→ **Supplied information**
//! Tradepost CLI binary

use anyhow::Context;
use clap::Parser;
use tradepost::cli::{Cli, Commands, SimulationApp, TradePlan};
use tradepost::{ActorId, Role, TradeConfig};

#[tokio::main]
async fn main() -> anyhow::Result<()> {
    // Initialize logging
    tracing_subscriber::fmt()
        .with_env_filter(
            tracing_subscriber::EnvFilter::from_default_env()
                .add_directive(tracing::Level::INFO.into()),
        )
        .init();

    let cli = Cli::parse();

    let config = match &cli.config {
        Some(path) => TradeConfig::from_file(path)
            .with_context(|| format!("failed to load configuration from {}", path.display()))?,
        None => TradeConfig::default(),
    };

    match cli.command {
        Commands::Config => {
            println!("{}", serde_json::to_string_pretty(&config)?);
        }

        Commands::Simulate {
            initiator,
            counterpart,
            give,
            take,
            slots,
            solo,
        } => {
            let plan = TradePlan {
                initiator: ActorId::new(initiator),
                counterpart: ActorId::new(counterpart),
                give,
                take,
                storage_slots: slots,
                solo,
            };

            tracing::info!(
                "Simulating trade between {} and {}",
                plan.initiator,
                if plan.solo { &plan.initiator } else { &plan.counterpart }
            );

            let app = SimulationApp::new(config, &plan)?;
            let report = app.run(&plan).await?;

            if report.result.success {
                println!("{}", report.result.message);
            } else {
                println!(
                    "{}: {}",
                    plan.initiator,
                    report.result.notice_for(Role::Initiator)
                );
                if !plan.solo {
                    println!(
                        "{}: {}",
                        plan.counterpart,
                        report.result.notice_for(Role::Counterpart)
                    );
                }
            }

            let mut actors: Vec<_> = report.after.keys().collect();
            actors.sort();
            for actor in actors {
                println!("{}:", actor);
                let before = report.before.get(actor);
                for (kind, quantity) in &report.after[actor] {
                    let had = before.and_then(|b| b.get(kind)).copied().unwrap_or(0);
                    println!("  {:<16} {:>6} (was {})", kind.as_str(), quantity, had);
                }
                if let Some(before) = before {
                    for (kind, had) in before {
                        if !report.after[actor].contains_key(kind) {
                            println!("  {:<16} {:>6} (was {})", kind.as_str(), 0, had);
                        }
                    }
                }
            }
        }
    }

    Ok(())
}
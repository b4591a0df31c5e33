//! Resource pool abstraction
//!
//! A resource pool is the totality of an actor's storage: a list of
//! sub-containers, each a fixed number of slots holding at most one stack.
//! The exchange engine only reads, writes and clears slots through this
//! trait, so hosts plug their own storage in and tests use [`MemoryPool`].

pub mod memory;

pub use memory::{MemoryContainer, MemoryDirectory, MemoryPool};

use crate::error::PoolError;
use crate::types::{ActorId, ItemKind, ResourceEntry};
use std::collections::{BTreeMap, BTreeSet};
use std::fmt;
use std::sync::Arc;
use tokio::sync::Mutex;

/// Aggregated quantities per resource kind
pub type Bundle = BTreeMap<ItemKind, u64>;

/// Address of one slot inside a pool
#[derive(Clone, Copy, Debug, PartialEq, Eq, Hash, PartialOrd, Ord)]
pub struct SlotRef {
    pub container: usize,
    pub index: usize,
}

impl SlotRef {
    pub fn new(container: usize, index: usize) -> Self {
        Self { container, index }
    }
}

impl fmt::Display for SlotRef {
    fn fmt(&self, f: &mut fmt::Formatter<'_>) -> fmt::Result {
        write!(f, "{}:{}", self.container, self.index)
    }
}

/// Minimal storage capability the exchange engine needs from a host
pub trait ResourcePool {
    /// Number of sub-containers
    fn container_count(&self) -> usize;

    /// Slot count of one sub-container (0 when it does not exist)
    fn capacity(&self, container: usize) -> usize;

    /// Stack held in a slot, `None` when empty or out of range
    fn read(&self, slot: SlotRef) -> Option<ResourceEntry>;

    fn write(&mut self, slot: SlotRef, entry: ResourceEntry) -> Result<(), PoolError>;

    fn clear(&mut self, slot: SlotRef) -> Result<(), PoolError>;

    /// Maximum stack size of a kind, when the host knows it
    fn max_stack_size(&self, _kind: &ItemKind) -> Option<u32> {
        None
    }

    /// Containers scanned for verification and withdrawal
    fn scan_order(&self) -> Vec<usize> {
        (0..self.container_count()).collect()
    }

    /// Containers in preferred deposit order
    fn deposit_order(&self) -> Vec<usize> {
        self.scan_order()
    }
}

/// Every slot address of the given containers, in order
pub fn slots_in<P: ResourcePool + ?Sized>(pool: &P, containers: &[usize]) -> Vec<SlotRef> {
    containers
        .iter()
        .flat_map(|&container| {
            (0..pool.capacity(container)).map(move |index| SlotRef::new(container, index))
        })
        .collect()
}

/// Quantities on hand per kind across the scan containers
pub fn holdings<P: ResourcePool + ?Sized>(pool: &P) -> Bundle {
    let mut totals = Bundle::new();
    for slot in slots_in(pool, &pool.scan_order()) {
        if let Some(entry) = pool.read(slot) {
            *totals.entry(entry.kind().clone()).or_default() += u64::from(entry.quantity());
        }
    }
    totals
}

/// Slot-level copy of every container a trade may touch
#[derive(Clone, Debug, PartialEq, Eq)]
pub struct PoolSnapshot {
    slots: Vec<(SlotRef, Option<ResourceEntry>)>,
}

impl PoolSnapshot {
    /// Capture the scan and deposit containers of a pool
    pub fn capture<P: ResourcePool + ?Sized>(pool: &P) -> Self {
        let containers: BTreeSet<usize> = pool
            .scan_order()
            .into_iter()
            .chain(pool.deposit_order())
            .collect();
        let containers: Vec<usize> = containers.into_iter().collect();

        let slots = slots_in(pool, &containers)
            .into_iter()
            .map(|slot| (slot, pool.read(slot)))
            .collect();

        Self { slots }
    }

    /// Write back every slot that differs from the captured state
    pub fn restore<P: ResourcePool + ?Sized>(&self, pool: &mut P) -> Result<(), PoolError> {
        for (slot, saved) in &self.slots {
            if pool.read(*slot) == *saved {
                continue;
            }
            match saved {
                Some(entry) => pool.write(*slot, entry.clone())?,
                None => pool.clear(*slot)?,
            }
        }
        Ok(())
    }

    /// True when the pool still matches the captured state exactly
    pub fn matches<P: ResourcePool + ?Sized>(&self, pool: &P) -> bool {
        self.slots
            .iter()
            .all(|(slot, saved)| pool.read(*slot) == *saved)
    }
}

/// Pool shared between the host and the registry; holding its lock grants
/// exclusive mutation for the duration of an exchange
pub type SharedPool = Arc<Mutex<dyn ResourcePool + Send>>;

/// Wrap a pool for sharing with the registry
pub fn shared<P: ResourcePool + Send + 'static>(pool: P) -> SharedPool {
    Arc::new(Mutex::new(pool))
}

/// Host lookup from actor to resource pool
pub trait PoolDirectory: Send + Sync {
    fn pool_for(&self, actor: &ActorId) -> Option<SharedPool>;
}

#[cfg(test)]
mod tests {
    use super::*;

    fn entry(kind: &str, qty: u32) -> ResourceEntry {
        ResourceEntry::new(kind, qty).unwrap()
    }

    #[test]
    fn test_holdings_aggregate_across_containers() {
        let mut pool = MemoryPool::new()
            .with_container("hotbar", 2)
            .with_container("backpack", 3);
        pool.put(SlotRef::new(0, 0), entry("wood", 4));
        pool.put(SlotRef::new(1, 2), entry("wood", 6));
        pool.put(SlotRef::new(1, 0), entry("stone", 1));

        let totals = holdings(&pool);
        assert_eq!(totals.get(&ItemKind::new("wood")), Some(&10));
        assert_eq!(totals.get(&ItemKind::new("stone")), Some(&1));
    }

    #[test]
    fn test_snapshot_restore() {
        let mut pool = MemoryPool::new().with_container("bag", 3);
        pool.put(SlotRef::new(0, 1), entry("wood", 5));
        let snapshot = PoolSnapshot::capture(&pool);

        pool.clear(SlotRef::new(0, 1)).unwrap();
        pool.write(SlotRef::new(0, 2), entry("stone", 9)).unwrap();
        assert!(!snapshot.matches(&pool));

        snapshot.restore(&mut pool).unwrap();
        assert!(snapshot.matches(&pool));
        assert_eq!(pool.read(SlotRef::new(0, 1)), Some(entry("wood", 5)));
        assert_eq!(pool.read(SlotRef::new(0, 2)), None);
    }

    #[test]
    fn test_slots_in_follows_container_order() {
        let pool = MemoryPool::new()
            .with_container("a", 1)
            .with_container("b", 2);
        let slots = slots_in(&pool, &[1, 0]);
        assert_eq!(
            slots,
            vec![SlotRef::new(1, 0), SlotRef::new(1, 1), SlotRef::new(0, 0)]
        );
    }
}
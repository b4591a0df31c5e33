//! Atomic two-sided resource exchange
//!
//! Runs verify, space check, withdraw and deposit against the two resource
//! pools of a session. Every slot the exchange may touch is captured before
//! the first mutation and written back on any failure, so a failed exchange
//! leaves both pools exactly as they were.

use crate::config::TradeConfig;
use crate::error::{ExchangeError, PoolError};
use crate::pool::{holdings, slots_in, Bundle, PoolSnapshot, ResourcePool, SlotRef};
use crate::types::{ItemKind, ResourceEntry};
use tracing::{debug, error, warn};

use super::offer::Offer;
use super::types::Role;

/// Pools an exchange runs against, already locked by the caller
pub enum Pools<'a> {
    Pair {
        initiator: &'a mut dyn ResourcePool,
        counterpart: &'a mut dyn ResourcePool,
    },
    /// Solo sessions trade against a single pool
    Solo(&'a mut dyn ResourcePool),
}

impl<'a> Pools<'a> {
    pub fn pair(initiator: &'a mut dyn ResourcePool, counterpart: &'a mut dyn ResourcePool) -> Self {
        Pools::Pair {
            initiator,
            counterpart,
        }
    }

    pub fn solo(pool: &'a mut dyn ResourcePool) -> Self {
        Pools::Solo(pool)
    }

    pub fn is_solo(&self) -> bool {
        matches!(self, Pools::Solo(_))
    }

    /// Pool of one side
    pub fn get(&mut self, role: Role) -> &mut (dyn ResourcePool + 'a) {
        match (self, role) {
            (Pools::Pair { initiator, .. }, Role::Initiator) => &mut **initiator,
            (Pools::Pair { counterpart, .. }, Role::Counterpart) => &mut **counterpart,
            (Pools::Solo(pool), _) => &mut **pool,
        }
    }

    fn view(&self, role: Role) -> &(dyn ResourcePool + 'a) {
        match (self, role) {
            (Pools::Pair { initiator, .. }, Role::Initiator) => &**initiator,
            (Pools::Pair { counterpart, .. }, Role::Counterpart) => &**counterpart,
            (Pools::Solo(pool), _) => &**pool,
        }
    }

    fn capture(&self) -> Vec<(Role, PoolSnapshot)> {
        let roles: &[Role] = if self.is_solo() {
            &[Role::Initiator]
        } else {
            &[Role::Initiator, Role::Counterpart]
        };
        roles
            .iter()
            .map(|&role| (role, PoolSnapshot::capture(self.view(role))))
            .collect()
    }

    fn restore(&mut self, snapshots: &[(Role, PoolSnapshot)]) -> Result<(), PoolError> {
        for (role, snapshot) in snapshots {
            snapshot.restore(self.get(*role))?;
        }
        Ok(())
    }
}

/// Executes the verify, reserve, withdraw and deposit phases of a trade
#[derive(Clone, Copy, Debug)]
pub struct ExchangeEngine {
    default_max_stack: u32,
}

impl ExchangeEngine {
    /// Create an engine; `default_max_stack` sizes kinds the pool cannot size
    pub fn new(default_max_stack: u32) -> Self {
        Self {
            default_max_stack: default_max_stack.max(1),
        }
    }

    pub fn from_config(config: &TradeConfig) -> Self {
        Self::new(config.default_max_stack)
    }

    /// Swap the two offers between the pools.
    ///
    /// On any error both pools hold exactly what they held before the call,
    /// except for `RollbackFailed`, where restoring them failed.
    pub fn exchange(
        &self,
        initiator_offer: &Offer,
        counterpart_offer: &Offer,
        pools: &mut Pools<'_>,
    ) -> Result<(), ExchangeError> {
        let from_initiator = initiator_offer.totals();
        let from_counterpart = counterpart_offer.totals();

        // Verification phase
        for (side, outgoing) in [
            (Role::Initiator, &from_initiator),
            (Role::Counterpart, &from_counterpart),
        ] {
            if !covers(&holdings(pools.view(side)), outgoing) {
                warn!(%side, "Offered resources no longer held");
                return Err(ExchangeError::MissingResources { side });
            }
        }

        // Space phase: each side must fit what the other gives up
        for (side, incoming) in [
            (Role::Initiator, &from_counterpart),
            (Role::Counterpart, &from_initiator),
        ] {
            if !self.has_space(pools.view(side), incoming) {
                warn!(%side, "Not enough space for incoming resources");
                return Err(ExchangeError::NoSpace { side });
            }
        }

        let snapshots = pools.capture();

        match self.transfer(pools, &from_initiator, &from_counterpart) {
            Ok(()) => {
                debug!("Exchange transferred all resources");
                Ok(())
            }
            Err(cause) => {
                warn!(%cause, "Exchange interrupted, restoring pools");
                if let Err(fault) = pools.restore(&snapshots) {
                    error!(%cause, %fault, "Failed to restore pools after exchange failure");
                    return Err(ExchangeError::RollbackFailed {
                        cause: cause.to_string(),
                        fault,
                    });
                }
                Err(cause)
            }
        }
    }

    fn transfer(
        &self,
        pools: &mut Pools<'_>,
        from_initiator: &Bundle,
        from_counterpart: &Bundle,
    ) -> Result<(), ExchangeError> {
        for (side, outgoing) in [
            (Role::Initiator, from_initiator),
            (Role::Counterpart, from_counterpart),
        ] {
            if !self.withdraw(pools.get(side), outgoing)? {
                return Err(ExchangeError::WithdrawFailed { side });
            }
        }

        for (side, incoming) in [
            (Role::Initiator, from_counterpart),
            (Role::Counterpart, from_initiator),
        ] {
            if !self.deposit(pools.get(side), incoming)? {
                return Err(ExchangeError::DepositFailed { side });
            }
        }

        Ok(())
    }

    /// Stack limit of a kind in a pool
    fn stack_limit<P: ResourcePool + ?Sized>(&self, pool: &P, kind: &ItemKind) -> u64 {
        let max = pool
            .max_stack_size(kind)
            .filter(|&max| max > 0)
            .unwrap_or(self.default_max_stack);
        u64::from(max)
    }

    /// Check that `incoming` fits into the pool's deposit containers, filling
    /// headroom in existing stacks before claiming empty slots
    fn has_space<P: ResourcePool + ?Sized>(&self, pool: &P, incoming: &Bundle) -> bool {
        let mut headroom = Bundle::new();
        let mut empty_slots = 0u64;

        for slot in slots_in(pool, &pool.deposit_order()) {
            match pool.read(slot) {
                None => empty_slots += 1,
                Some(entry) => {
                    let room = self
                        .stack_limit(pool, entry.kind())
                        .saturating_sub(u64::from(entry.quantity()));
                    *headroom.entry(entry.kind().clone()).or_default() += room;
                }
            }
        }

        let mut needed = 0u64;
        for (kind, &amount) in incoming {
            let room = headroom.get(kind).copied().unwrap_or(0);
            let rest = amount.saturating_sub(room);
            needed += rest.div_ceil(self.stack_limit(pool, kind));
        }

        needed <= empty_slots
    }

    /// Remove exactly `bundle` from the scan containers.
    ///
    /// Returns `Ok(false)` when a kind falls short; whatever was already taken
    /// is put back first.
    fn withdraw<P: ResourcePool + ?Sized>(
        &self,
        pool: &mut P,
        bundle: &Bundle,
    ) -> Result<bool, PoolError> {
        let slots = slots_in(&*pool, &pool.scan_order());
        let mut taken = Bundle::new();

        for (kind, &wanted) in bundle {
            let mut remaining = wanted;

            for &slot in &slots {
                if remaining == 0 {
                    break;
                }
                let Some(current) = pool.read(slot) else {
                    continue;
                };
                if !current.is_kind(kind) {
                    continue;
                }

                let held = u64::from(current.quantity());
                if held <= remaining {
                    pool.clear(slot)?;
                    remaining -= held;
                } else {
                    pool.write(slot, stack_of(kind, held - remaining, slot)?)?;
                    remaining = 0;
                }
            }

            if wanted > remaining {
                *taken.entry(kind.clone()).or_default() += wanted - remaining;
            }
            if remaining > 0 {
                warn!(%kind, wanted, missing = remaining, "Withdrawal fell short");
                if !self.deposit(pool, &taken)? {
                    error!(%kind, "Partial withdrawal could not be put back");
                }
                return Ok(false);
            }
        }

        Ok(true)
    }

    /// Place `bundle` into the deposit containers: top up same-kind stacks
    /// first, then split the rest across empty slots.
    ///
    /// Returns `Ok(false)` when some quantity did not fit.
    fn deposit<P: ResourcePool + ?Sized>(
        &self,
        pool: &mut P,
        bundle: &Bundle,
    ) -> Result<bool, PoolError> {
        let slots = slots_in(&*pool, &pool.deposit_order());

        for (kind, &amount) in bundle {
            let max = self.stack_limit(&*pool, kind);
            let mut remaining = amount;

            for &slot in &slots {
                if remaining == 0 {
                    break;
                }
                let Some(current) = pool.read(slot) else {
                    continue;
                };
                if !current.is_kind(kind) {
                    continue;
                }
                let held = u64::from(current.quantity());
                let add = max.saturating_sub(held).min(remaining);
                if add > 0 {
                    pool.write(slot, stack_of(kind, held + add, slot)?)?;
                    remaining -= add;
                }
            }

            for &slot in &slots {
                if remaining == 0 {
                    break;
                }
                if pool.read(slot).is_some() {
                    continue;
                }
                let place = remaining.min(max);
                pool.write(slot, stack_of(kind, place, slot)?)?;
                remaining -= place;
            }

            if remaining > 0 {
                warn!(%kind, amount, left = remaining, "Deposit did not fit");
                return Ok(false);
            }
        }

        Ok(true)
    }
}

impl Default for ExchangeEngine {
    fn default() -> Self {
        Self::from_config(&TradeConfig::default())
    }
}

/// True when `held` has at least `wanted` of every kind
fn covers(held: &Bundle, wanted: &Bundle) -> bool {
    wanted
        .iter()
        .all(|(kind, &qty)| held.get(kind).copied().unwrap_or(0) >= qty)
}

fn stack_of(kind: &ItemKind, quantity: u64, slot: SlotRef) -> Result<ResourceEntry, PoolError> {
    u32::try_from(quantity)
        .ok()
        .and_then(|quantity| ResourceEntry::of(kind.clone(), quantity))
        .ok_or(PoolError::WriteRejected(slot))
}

→ **Work order**
Using only the listing above, restate exactly the lines from the line containing "self.scan_order()" through the line containing "trade may touch", both included.

→ **Solution for this task**
        self.scan_order()
    }
}

/// Every slot address of the given containers, in order
pub fn slots_in<P: ResourcePool + ?Sized>(pool: &P, containers: &[usize]) -> Vec<SlotRef> {
    containers
        .iter()
        .flat_map(|&container| {
            (0..pool.capacity(container)).map(move |index| SlotRef::new(container, index))
        })
        .collect()
}

/// Quantities on hand per kind across the scan containers
pub fn holdings<P: ResourcePool + ?Sized>(pool: &P) -> Bundle {
    let mut totals = Bundle::new();
    for slot in slots_in(pool, &pool.scan_order()) {
        if let Some(entry) = pool.read(slot) {
            *totals.entry(entry.kind().clone()).or_default() += u64::from(entry.quantity());
        }
    }
    totals
}

/// Slot-level copy of every container a trade may touch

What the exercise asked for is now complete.